Data for this task:
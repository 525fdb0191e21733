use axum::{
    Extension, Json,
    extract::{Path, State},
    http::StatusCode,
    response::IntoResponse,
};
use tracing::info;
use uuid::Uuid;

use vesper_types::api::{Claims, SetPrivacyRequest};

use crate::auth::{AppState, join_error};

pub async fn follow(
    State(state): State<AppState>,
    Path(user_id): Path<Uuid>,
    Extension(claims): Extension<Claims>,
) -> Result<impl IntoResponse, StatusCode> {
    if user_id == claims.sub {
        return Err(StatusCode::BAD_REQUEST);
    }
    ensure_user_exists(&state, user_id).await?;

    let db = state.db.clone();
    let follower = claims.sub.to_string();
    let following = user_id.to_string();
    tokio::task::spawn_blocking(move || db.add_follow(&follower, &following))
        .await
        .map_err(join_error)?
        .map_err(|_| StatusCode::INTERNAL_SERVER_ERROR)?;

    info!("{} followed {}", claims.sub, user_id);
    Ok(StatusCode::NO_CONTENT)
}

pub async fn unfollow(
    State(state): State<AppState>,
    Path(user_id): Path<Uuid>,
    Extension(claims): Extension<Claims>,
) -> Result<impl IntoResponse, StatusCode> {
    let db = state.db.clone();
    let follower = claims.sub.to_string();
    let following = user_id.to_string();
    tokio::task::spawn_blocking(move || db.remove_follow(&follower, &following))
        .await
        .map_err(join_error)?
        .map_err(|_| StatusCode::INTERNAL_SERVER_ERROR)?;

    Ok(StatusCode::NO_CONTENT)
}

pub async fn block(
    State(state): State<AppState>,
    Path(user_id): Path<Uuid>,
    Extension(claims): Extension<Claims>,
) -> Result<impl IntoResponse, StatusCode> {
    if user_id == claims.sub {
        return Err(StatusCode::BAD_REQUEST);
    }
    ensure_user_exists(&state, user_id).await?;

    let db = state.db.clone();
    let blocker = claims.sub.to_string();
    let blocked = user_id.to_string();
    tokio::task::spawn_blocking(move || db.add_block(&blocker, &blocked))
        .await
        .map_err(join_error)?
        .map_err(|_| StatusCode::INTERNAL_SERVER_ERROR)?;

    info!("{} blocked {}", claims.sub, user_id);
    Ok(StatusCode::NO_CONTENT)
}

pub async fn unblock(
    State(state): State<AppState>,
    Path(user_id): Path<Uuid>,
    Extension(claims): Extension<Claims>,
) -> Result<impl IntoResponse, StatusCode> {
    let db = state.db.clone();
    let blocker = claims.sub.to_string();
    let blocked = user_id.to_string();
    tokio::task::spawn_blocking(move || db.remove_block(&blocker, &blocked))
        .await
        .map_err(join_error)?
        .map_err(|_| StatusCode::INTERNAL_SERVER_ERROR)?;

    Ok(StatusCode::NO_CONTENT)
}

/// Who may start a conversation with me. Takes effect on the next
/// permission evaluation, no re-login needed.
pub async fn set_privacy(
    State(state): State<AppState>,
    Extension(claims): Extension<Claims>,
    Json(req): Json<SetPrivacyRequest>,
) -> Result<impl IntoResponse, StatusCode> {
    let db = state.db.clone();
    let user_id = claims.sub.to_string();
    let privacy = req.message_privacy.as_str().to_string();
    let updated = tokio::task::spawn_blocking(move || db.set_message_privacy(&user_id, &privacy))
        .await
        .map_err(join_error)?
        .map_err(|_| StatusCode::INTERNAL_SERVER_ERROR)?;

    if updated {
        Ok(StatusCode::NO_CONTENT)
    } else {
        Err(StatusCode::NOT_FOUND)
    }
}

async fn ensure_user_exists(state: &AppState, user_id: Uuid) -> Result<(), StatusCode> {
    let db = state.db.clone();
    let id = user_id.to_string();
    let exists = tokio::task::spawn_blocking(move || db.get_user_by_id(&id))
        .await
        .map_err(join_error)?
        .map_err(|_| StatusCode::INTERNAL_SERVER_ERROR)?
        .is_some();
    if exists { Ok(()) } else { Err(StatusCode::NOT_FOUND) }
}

The problem: Every line in the entries above that has the word "info" should be identified and copied.

Result of the task:
use tracing::info;
    info!("{} followed {}", claims.sub, user_id);
    info!("{} blocked {}", claims.sub, user_id);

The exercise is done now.